We need new blood, but at the same time, we need integration processes that will respect the European and Christian ideals. Those who believe that the above view is one-sided, I must recall that the values of coexistence and integration have been applied in Christian settings. However, even in this case, there are also shocking exceptions that prove the rule. Christian teaching is the best way to realise the European ideal. We learn to live with each other, to love each other, to heal each other’s weaknesses through the messages of the Gospel which we apply in practice. This is by no means proselytism.

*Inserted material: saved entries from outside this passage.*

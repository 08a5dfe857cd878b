//! Public protocol structs for WebSocket and HTTP endpoints (serde ready).
//! Keep this small and stable to evolve backend and frontend independently.

use serde::{Deserialize, Serialize};

use crate::datasets::DatasetMeta;
use crate::domain::{ActivityContent, Language, Role, Translations};
use crate::game::{ColorDef, Difficulty, InputMode, Judgement, Round, Summary};

/// Messages the client can send over WebSocket.
#[derive(Debug, Deserialize)]
#[serde(tag = "type", rename_all = "snake_case")]
pub enum ClientWsMessage {
    Ping,
    /// Start a game; optionally tied to an assignment so completion updates
    /// its status.
    Start {
        difficulty: Difficulty,
        mode: InputMode,
        #[serde(default)]
        assignment_id: Option<String>,
    },
    Restart,
    SetDifficulty {
        difficulty: Difficulty,
    },
    SetMode {
        mode: InputMode,
    },
    /// Tap-to-select submission (tap mode).
    Tap {
        key: String,
    },
    /// Drag-and-drop submission (drag mode).
    Drop {
        key: String,
    },
    Speak {
        text: String,
        lang: String,
    },
    StopSpeaking,
    Transcribe {
        audio_base64: String,
        mime: String,
    },
}

/// Messages the server sends back over WebSocket.
#[derive(Debug, Serialize)]
#[serde(tag = "type", rename_all = "snake_case")]
pub enum ServerWsMessage {
    Pong,
    Countdown {
        value: u8,
    },
    Go,
    Round {
        index: usize,
        total: usize,
        round: RoundOut,
    },
    Feedback {
        judgement: Judgement,
        correct: u32,
        wrong: u32,
        streak: u32,
        score: i32,
    },
    Summary {
        summary: Summary,
    },
    Speech {
        audio_base64: String,
        mime: String,
    },
    SpeechError {
        message: String,
    },
    Transcript {
        text: String,
    },
    TranscriptError {
        message: String,
    },
    Error {
        message: String,
    },
}

#[derive(Debug, Clone, Serialize)]
pub struct ColorOut {
    pub key: String,
    pub label: String,
    pub hex: String,
}

/// DTO for one game round. The target color is shown to the player, so
/// sending it over the wire is fine.
#[derive(Debug, Clone, Serialize)]
pub struct RoundOut {
    pub id: String,
    pub target: ColorOut,
    pub options: Vec<ColorOut>,
}

fn color_out(c: &ColorDef) -> ColorOut {
    ColorOut { key: c.key.into(), label: c.label.into(), hex: c.hex.into() }
}

pub fn round_out(r: &Round) -> RoundOut {
    RoundOut {
        id: r.id.clone(),
        target: color_out(&r.target),
        options: r.options.iter().map(color_out).collect(),
    }
}

//
// HTTP request/response DTOs
//

#[derive(Serialize)]
pub struct HealthOut {
    pub ok: bool,
    pub uptime_seconds: u64,
}

#[derive(Serialize)]
pub struct CategoriesOut {
    pub categories: Vec<String>,
}

#[derive(Debug, Deserialize)]
pub struct BoardQuery {
    pub lang: Option<String>,
    pub size: Option<usize>,
    pub cats: Option<String>,
    pub seed: Option<String>,
}

#[derive(Serialize)]
pub struct TileOut {
    pub id: String,
    pub concept: String,
    pub label: String,
    pub image_url: String,
    pub tts_lang: String,
}

#[derive(Serialize)]
pub struct BoardOut {
    pub lang: String,
    pub size: usize,
    pub cats: Vec<String>,
    pub seed: String,
    pub tiles: Vec<TileOut>,
}

#[derive(Deserialize)]
pub struct TranslateIn {
    pub text: String,
    pub lang: String,
}
#[derive(Serialize)]
pub struct TranslateOut {
    pub translated: String,
}

#[derive(Deserialize)]
pub struct TtsIn {
    pub text: String,
    pub lang: String,
}

#[derive(Serialize)]
pub struct DatasetsOut {
    pub datasets: Vec<DatasetMeta>,
}

#[derive(Debug, Deserialize)]
pub struct SampleQuery {
    pub limit: Option<usize>,
}
#[derive(Serialize)]
pub struct SamplesOut {
    pub dataset: String,
    pub rows: Vec<serde_json::Value>,
}
#[derive(Serialize)]
pub struct RefreshOut {
    pub dataset: DatasetMeta,
}

#[derive(Debug, Deserialize)]
pub struct PlanIn {
    pub child_age: u32,
    pub difficulty: String,
    pub goal: String,
    pub language: String,
}
#[derive(Serialize)]
pub struct PlanOut {
    pub suggestions: Vec<String>,
    pub rationale: String,
}

#[derive(Debug, Deserialize)]
pub struct SuggestQuery {
    pub topic: Option<String>,
    pub lang: Option<String>,
}
#[derive(Serialize)]
pub struct SuggestOut {
    pub suggestions: Vec<String>,
}

#[derive(Deserialize)]
pub struct LoginIn {
    pub role: Role,
    #[serde(default)]
    pub learner_id: Option<String>,
}

#[derive(Deserialize)]
pub struct NewLearnerIn {
    pub name: String,
    pub age: u32,
    pub preferred_language: Language,
}

#[derive(Deserialize)]
pub struct NewActivityIn {
    pub name: String,
    pub target_language: Language,
    pub instruction: String,
    #[serde(default)]
    pub instruction_translations: Option<Translations>,
    pub content: ActivityContent,
}

#[derive(Deserialize)]
pub struct AssignIn {
    pub activity_id: String,
    pub learner_id: String,
}

#[derive(Deserialize)]
pub struct StatusIn {
    pub status: crate::domain::AssignmentStatus,
    pub note: String,
}

#[derive(Deserialize)]
pub struct ReportIn {
    pub learner_id: String,
    pub activity_id: String,
    pub score: i32,
    pub accuracy: u32,
    pub seconds: u64,
    pub correct: u32,
    pub wrong: u32,
    #[serde(default)]
    pub clinician_notes: Option<String>,
}

#[derive(Serialize)]
pub struct ErrorOut {
    pub message: String,
}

The rhetoric of hatred, the discrediting of Christian churches and monuments by our neighbouring country, Turkey, has caused and continues to cause sadness, concern and indignation. We all wonder with a sigh the movements of President Erdoğan who is probably ambitious (?) to lead a theocratic, neo-Islamic model which will be cut off from the rest of the world and, in most cases, from Islam itself. The reactions and implications of this policy are well known.
But the question arises: is this what we call Islam after all? Is it a war-mongering religion? Obviously not. This would, after all, be unjust to the enormous – timeless – effort of the Ecumenical Patriarchate and the current Ecumenical Patriarch Bartholomew to build a solid bridge of approach and dialogue of peoples and cultures. There is no room for further analysis. It is an opportunity to finally understand the role and stance of religions in the peaceful path to integration, to the good of coexistence, to the acceptance of otherness as a means of a more correct understanding of our fellow humans. May the latest horrific and reprehensible events in France, the unjust blood of so many innocent people, awaken Western civilisation from the oblivion and rage that exists. This is the purpose of this article. So that the drum rolls stop! However, it is not a starting point for war, but a cry of desperation for a change of policies, for a change in the way of thinking, for a change of the European construction.
And I would also like to make a wish: to never hear the drums of war in our homeland. We can make it!